Exercise details: Where does the string "consulted" occur in the records? Copy each line that holds it.

Data section:
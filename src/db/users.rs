use super::Store;
use crate::constants::ERR_EMAIL_EXISTS;
use crate::error::{AppError, Result};
use crate::models::{NewUser, UserRecord};

const SELECT_USER: &str = "SELECT id, name, phone, email, password, role FROM users";

impl Store {
    /// Insert a user; a duplicate email maps to `AppError::Conflict`
    pub async fn insert_user(&self, user: &NewUser) -> Result<i64> {
        let mut conn = self.conn().await?;
        let result = sqlx::query(
            "INSERT INTO users (name, phone, email, password, role) VALUES (?1, ?2, ?3, ?4, ?5)",
        )
        .bind(&user.name)
        .bind(&user.phone)
        .bind(&user.email)
        .bind(&user.password_hash)
        .bind(user.role)
        .execute(&mut *conn)
        .await;

        match result {
            Ok(done) => Ok(done.last_insert_rowid()),
            Err(sqlx::Error::Database(db_err)) if db_err.is_unique_violation() => {
                tracing::info!("Signup rejected: email already registered");
                Err(AppError::Conflict(ERR_EMAIL_EXISTS.to_string()))
            }
            Err(e) => Err(e.into()),
        }
    }

    pub async fn find_user_by_email(&self, email: &str) -> Result<Option<UserRecord>> {
        let mut conn = self.conn().await?;
        let user = sqlx::query_as::<_, UserRecord>(&format!("{} WHERE email = ?1", SELECT_USER))
            .bind(email)
            .fetch_optional(&mut *conn)
            .await?;
        Ok(user)
    }

    pub async fn find_user_by_id(&self, id: i64) -> Result<Option<UserRecord>> {
        let mut conn = self.conn().await?;
        let user = sqlx::query_as::<_, UserRecord>(&format!("{} WHERE id = ?1", SELECT_USER))
            .bind(id)
            .fetch_optional(&mut *conn)
            .await?;
        Ok(user)
    }

    /// Replace a stored password value (used to upgrade legacy plaintext rows)
    pub async fn update_password_hash(&self, id: i64, password_hash: &str) -> Result<()> {
        let mut conn = self.conn().await?;
        sqlx::query("UPDATE users SET password = ?1 WHERE id = ?2")
            .bind(password_hash)
            .bind(id)
            .execute(&mut *conn)
            .await?;
        Ok(())
    }

    pub async fn count_users(&self) -> Result<i64> {
        let mut conn = self.conn().await?;
        let count = sqlx::query_scalar::<_, i64>("SELECT COUNT(*) FROM users")
            .fetch_one(&mut *conn)
            .await?;
        Ok(count)
    }
}
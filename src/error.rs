use axum::{
    extract::rejection::JsonRejection,
    http::StatusCode,
    response::{IntoResponse, Response},
    Json,
};
use serde_json::json;
use thiserror::Error;

use crate::constants::{ERR_INVALID_JSON, ERR_SERVER};

/// Application error type
#[derive(Error, Debug)]
pub enum AppError {
    #[error("Database error: {0}")]
    Database(#[from] sqlx::Error),

    /// Unexpected failure outside the store (hashing, token signing)
    #[error("Internal error: {0}")]
    Internal(String),

    #[error("Task join error: {0}")]
    TaskJoin(#[from] tokio::task::JoinError),

    /// Missing or malformed required input
    #[error("Validation error: {0}")]
    Validation(String),

    #[error("Not found: {0}")]
    NotFound(String),

    /// Unique constraint violated (duplicate email)
    #[error("Conflict: {0}")]
    Conflict(String),

    #[error("Invalid credentials")]
    InvalidCredentials,

    #[error("Unauthorized")]
    Unauthorized,
}

impl From<JsonRejection> for AppError {
    fn from(rejection: JsonRejection) -> Self {
        tracing::debug!("Rejected JSON body: {}", rejection.body_text());
        AppError::Validation(ERR_INVALID_JSON.to_string())
    }
}

/// Implement IntoResponse to convert AppError into HTTP responses
impl IntoResponse for AppError {
    fn into_response(self) -> Response {
        let (status, message) = match self {
            AppError::Database(ref e) => {
                tracing::error!("Database error: {:?}", e);
                (StatusCode::INTERNAL_SERVER_ERROR, ERR_SERVER)
            }
            AppError::Internal(ref e) => {
                tracing::error!("Internal error: {}", e);
                (StatusCode::INTERNAL_SERVER_ERROR, ERR_SERVER)
            }
            AppError::TaskJoin(ref e) => {
                tracing::error!("Task join error: {:?}", e);
                (StatusCode::INTERNAL_SERVER_ERROR, ERR_SERVER)
            }
            AppError::Validation(ref msg) => (StatusCode::BAD_REQUEST, msg.as_str()),
            AppError::NotFound(ref msg) => (StatusCode::NOT_FOUND, msg.as_str()),
            AppError::Conflict(ref msg) => (StatusCode::BAD_REQUEST, msg.as_str()),
            AppError::InvalidCredentials => (
                StatusCode::BAD_REQUEST,
                crate::constants::ERR_INVALID_CREDENTIALS,
            ),
            AppError::Unauthorized => (StatusCode::UNAUTHORIZED, "Unauthorized"),
        };

        let body = Json(json!({
            "message": message
        }));

        (status, body).into_response()
    }
}

/// Result type alias for application results
pub type Result<T> = std::result::Result<T, AppError>;

#[cfg(test)]
mod tests {
    use super::*;

    #[test]
    fn test_status_mapping() {
        let cases = [
            (AppError::Validation("x".into()), StatusCode::BAD_REQUEST),
            (AppError::Conflict("x".into()), StatusCode::BAD_REQUEST),
            (AppError::InvalidCredentials, StatusCode::BAD_REQUEST),
            (AppError::NotFound("x".into()), StatusCode::NOT_FOUND),
            (AppError::Unauthorized, StatusCode::UNAUTHORIZED),
            (
                AppError::Database(sqlx::Error::RowNotFound),
                StatusCode::INTERNAL_SERVER_ERROR,
            ),
        ];

        for (err, expected) in cases {
            assert_eq!(err.into_response().status(), expected);
        }
    }
}
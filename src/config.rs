use std::env;

use crate::constants::{DEFAULT_GEOCODER_URL, DEFAULT_GEOCODER_USER_AGENT, DEFAULT_TWILIO_API_BASE};

/// Twilio credentials for the WhatsApp alert channel
#[derive(Debug, Clone)]
pub struct TwilioConfig {
    pub account_sid: String,
    pub auth_token: String,
    /// Sender number, without the `whatsapp:` prefix
    pub from_number: String,
    pub api_base: String,
}

/// Application configuration loaded from environment variables
#[derive(Debug, Clone)]
pub struct Config {
    pub server_host: String,
    pub server_port: u16,
    pub database_path: String,
    pub allowed_origins: Vec<String>,
    pub environment: String,
    pub session_secret: String,
    pub admin_secret_key: Option<String>,
    pub log_requests: bool,
    pub geocoder_url: String,
    pub geocoder_user_agent: String,
    pub geocode_timeout_secs: u64,
    pub notify_timeout_secs: u64,
    pub twilio: Option<TwilioConfig>,
    pub alert_recipients: Vec<String>,
    pub whatsapp_contact: Option<String>,
    pub volunteer_email: Option<String>,
    pub volunteer_password: Option<String>,
}

impl Config {
    /// Load configuration from environment variables
    pub fn from_env() -> Result<Self, String> {
        // Load .env file if it exists (development)
        dotenvy::dotenv().ok();

        let server_host = env::var("SERVER_HOST").unwrap_or_else(|_| "0.0.0.0".to_string());
        let server_port = env::var("SERVER_PORT")
            .unwrap_or_else(|_| "5000".to_string())
            .parse()
            .map_err(|_| "Invalid SERVER_PORT")?;

        let database_path =
            env::var("DATABASE_PATH").unwrap_or_else(|_| "./data/database.db".to_string());

        let allowed_origins = split_list(
            &env::var("ALLOWED_ORIGINS").unwrap_or_else(|_| "http://localhost:5000".to_string()),
        );

        let environment = env::var("ENVIRONMENT").unwrap_or_else(|_| "development".to_string());

        let session_secret = env::var("SESSION_SECRET")
            .map_err(|_| "SESSION_SECRET must be set for session token signing")?;

        let admin_secret_key = optional_var("ADMIN_SECRET_KEY");

        let log_requests = env::var("LOG_REQUESTS")
            .map(|v| v == "true" || v == "1")
            .unwrap_or(false);

        let geocoder_url =
            env::var("GEOCODER_URL").unwrap_or_else(|_| DEFAULT_GEOCODER_URL.to_string());
        let geocoder_user_agent = env::var("GEOCODER_USER_AGENT")
            .unwrap_or_else(|_| DEFAULT_GEOCODER_USER_AGENT.to_string());

        let geocode_timeout_secs = env::var("GEOCODE_TIMEOUT_SECS")
            .unwrap_or_else(|_| "5".to_string())
            .parse()
            .map_err(|_| "Invalid GEOCODE_TIMEOUT_SECS")?;

        let notify_timeout_secs = env::var("NOTIFY_TIMEOUT_SECS")
            .unwrap_or_else(|_| "10".to_string())
            .parse()
            .map_err(|_| "Invalid NOTIFY_TIMEOUT_SECS")?;

        let twilio = match (
            optional_var("TWILIO_ACCOUNT_SID"),
            optional_var("TWILIO_AUTH_TOKEN"),
            optional_var("TWILIO_WHATSAPP_FROM"),
        ) {
            (Some(account_sid), Some(auth_token), Some(from_number)) => Some(TwilioConfig {
                account_sid,
                auth_token,
                from_number,
                api_base: env::var("TWILIO_API_BASE")
                    .unwrap_or_else(|_| DEFAULT_TWILIO_API_BASE.to_string()),
            }),
            (None, None, None) => None,
            _ => {
                return Err("TWILIO_ACCOUNT_SID, TWILIO_AUTH_TOKEN and TWILIO_WHATSAPP_FROM must be set together".to_string())
            }
        };

        let alert_recipients = optional_var("ALERT_RECIPIENTS")
            .map(|v| split_list(&v))
            .unwrap_or_default();

        let whatsapp_contact = optional_var("WHATSAPP_CONTACT");

        let volunteer_email = optional_var("VOLUNTEER_EMAIL");
        let volunteer_password = optional_var("VOLUNTEER_PASSWORD");

        Ok(Config {
            server_host,
            server_port,
            database_path,
            allowed_origins,
            environment,
            session_secret,
            admin_secret_key,
            log_requests,
            geocoder_url,
            geocoder_user_agent,
            geocode_timeout_secs,
            notify_timeout_secs,
            twilio,
            alert_recipients,
            whatsapp_contact,
            volunteer_email,
            volunteer_password,
        })
    }

    /// Get server address as string
    pub fn server_address(&self) -> String {
        format!("{}:{}", self.server_host, self.server_port)
    }
}

fn optional_var(key: &str) -> Option<String> {
    env::var(key).ok().filter(|v| !v.trim().is_empty())
}

fn split_list(raw: &str) -> Vec<String> {
    raw.split(',')
        .map(|s| s.trim().to_string())
        .filter(|s| !s.is_empty())
        .collect()
}
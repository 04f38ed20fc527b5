//! Field registry
//!
//! Resolves, once at startup, which extra metadata fields exist and which
//! fields are translatable. The registry is immutable for the lifetime of the
//! process; every asset carries the same set of optional extra fields.

use std::collections::HashSet;

use crate::config::MediaLibraryConfig;

#[derive(Clone, Debug, Default)]
pub struct FieldRegistry {
    extra_field_names: Vec<String>,
    translatable: HashSet<String>,
}

impl FieldRegistry {
    pub fn from_config(config: &MediaLibraryConfig) -> Self {
        FieldRegistry {
            extra_field_names: config
                .extra_fields
                .iter()
                .map(|field| field.name.clone())
                .collect(),
            translatable: config.translatable_fields.iter().cloned().collect(),
        }
    }

    /// Extra metadata field names, in configuration order.
    pub fn extra_field_names(&self) -> &[String] {
        &self.extra_field_names
    }

    pub fn is_translatable(&self, field: &str) -> bool {
        self.translatable.contains(field)
    }
}
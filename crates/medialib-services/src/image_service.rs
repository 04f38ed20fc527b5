//! Image service interface
//!
//! File bytes and image transformations live in an external service; assets
//! are addressed by uuid. The trait mirrors the three URL shapes the CMS
//! needs: a CMS preview, the untouched original, and a sized rendition.

use uuid::Uuid;

/// Rendering hints carried in image URLs.
#[derive(Clone, Debug, Default)]
pub struct ImageRenderOpts {
    pub width: Option<u32>,
    pub height: Option<u32>,
}

impl ImageRenderOpts {
    pub fn height(height: u32) -> Self {
        ImageRenderOpts {
            width: None,
            height: Some(height),
        }
    }
}

pub trait ImageService: Send + Sync {
    fn get_cms_url(&self, uuid: Uuid, opts: &ImageRenderOpts) -> String;
    fn get_raw_url(&self, uuid: Uuid) -> String;
    fn get_url(&self, uuid: Uuid, opts: &ImageRenderOpts) -> String;
}

/// URL builder for a CDN-style image endpoint: `{base}/{uuid}?w=..&h=..`.
pub struct CdnImageService {
    base_url: String,
}

impl CdnImageService {
    pub fn new(base_url: impl Into<String>) -> Self {
        let mut base_url = base_url.into();
        while base_url.ends_with('/') {
            base_url.pop();
        }
        Self { base_url }
    }

    fn render_url(&self, uuid: Uuid, opts: &ImageRenderOpts) -> String {
        let mut url = format!("{}/{}", self.base_url, uuid);
        let mut separator = '?';
        if let Some(width) = opts.width {
            url.push(separator);
            url.push_str(&format!("w={}", width));
            separator = '&';
        }
        if let Some(height) = opts.height {
            url.push(separator);
            url.push_str(&format!("h={}", height));
        }
        url
    }
}

impl ImageService for CdnImageService {
    fn get_cms_url(&self, uuid: Uuid, opts: &ImageRenderOpts) -> String {
        self.render_url(uuid, opts)
    }

    fn get_raw_url(&self, uuid: Uuid) -> String {
        format!("{}/{}", self.base_url, uuid)
    }

    fn get_url(&self, uuid: Uuid, opts: &ImageRenderOpts) -> String {
        self.render_url(uuid, opts)
    }
}

#[cfg(test)]
mod tests {
    use super::*;

    #[test]
    fn test_raw_url() {
        let service = CdnImageService::new("https://img.example.com/");
        let uuid = Uuid::nil();
        assert_eq!(
            service.get_raw_url(uuid),
            format!("https://img.example.com/{}", uuid)
        );
    }

    #[test]
    fn test_sized_urls() {
        let service = CdnImageService::new("https://img.example.com");
        let uuid = Uuid::nil();
        assert_eq!(
            service.get_url(uuid, &ImageRenderOpts::height(430)),
            format!("https://img.example.com/{}?h=430", uuid)
        );
        let opts = ImageRenderOpts {
            width: Some(100),
            height: Some(200),
        };
        assert_eq!(
            service.get_cms_url(uuid, &opts),
            format!("https://img.example.com/{}?w=100&h=200", uuid)
        );
    }

    #[test]
    fn test_no_hints_no_query() {
        let service = CdnImageService::new("/img");
        let uuid = Uuid::nil();
        assert_eq!(
            service.get_url(uuid, &ImageRenderOpts::default()),
            format!("/img/{}", uuid)
        );
    }
}
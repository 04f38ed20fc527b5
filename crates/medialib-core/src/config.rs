//! Configuration module
//!
//! Media library configuration is read once at process startup and treated as
//! immutable afterwards: the set of extra metadata fields, which fields are
//! per-locale translatable, the fallback-locale policy, table names, and the
//! URL bases used when building admin routes and image URLs.

use std::collections::HashMap;
use std::env;

use serde::Deserialize;

use crate::error::AppError;
use crate::validation::{validate_field_name, validate_locale_code, validate_table_name};

const DEFAULT_MEDIAS_TABLE: &str = "medias";
const DEFAULT_MEDIABLES_TABLE: &str = "mediables";
const DEFAULT_ADMIN_BASE_URL: &str = "/admin";
const DEFAULT_IMAGE_BASE_URL: &str = "/img";

/// One configured extra metadata field. Only the name is required; the admin
/// UI may carry extra presentation attributes we do not care about here.
#[derive(Clone, Debug, Deserialize, PartialEq, Eq)]
pub struct ExtraField {
    pub name: String,
}

/// Media library configuration.
#[derive(Clone, Debug)]
pub struct MediaLibraryConfig {
    /// Extra metadata fields, in configuration order.
    pub extra_fields: Vec<ExtraField>,
    /// Names of fields stored per-locale.
    pub translatable_fields: Vec<String>,
    /// Secondary locale consulted when the current locale has no value.
    pub fallback_locale: Option<String>,
    /// Whether the fallback locale is consulted at all.
    pub use_property_fallback: bool,
    pub medias_table: String,
    pub mediables_table: String,
    /// Module name -> admin browser route prefix, used for owner edit links.
    pub browser_route_prefixes: HashMap<String, String>,
    pub admin_base_url: String,
    pub image_base_url: String,
}

impl Default for MediaLibraryConfig {
    fn default() -> Self {
        MediaLibraryConfig {
            extra_fields: Vec::new(),
            translatable_fields: Vec::new(),
            fallback_locale: None,
            use_property_fallback: false,
            medias_table: DEFAULT_MEDIAS_TABLE.to_string(),
            mediables_table: DEFAULT_MEDIABLES_TABLE.to_string(),
            browser_route_prefixes: HashMap::new(),
            admin_base_url: DEFAULT_ADMIN_BASE_URL.to_string(),
            image_base_url: DEFAULT_IMAGE_BASE_URL.to_string(),
        }
    }
}

impl MediaLibraryConfig {
    pub fn from_env() -> Result<Self, AppError> {
        dotenvy::dotenv().ok();

        let extra_fields = match env::var("MEDIA_EXTRA_FIELDS") {
            Ok(raw) => parse_extra_fields(&raw)?,
            Err(_) => Vec::new(),
        };

        let translatable_fields = env::var("MEDIA_TRANSLATABLE_FIELDS")
            .map(|raw| parse_name_list(&raw))
            .unwrap_or_default();

        let browser_route_prefixes = match env::var("BROWSER_ROUTE_PREFIXES") {
            Ok(raw) => parse_route_prefixes(&raw)?,
            Err(_) => HashMap::new(),
        };

        let config = MediaLibraryConfig {
            extra_fields,
            translatable_fields,
            fallback_locale: env::var("FALLBACK_LOCALE").ok().filter(|s| !s.is_empty()),
            use_property_fallback: env::var("USE_PROPERTY_FALLBACK")
                .unwrap_or_else(|_| "false".to_string())
                .to_lowercase()
                .parse()
                .unwrap_or(false),
            medias_table: env::var("MEDIAS_TABLE")
                .unwrap_or_else(|_| DEFAULT_MEDIAS_TABLE.to_string()),
            mediables_table: env::var("MEDIABLES_TABLE")
                .unwrap_or_else(|_| DEFAULT_MEDIABLES_TABLE.to_string()),
            browser_route_prefixes,
            admin_base_url: env::var("ADMIN_BASE_URL")
                .unwrap_or_else(|_| DEFAULT_ADMIN_BASE_URL.to_string()),
            image_base_url: env::var("IMAGE_BASE_URL")
                .unwrap_or_else(|_| DEFAULT_IMAGE_BASE_URL.to_string()),
        };

        config.validate()?;
        Ok(config)
    }

    /// Fail fast on invalid configuration: bad field names or locale codes,
    /// and table names that are not plain SQL identifiers (they are
    /// interpolated into statements, never bound).
    pub fn validate(&self) -> Result<(), AppError> {
        for field in &self.extra_fields {
            validate_field_name(&field.name).map_err(config_error)?;
        }
        for field in &self.translatable_fields {
            validate_field_name(field).map_err(config_error)?;
        }
        if let Some(locale) = &self.fallback_locale {
            validate_locale_code(locale).map_err(config_error)?;
        }
        validate_table_name(&self.medias_table).map_err(config_error)?;
        validate_table_name(&self.mediables_table).map_err(config_error)?;
        Ok(())
    }
}

fn config_error(err: anyhow::Error) -> AppError {
    AppError::Config(err.to_string())
}

/// Parse the `MEDIA_EXTRA_FIELDS` value: a JSON array of objects carrying at
/// least a `name`, e.g. `[{"name": "credit"}, {"name": "source"}]`.
pub fn parse_extra_fields(raw: &str) -> Result<Vec<ExtraField>, AppError> {
    if raw.trim().is_empty() {
        return Ok(Vec::new());
    }
    serde_json::from_str(raw).map_err(|e| {
        AppError::Config(format!(
            "MEDIA_EXTRA_FIELDS must be a JSON array of objects: {}",
            e
        ))
    })
}

/// Parse a comma-separated list of field names, dropping empty entries.
pub fn parse_name_list(raw: &str) -> Vec<String> {
    raw.split(',')
        .map(|s| s.trim().to_string())
        .filter(|s| !s.is_empty())
        .collect()
}

/// Parse the `BROWSER_ROUTE_PREFIXES` value: a JSON object mapping module
/// names to route prefixes, e.g. `{"articles": "content"}`.
pub fn parse_route_prefixes(raw: &str) -> Result<HashMap<String, String>, AppError> {
    if raw.trim().is_empty() {
        return Ok(HashMap::new());
    }
    serde_json::from_str(raw)
        .map_err(|e| AppError::Config(format!("BROWSER_ROUTE_PREFIXES must be a JSON object: {}", e)))
}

Solved exercise:
    /// Secondary locale consulted when the current locale has no value.
    /// Whether the fallback locale is consulted at all.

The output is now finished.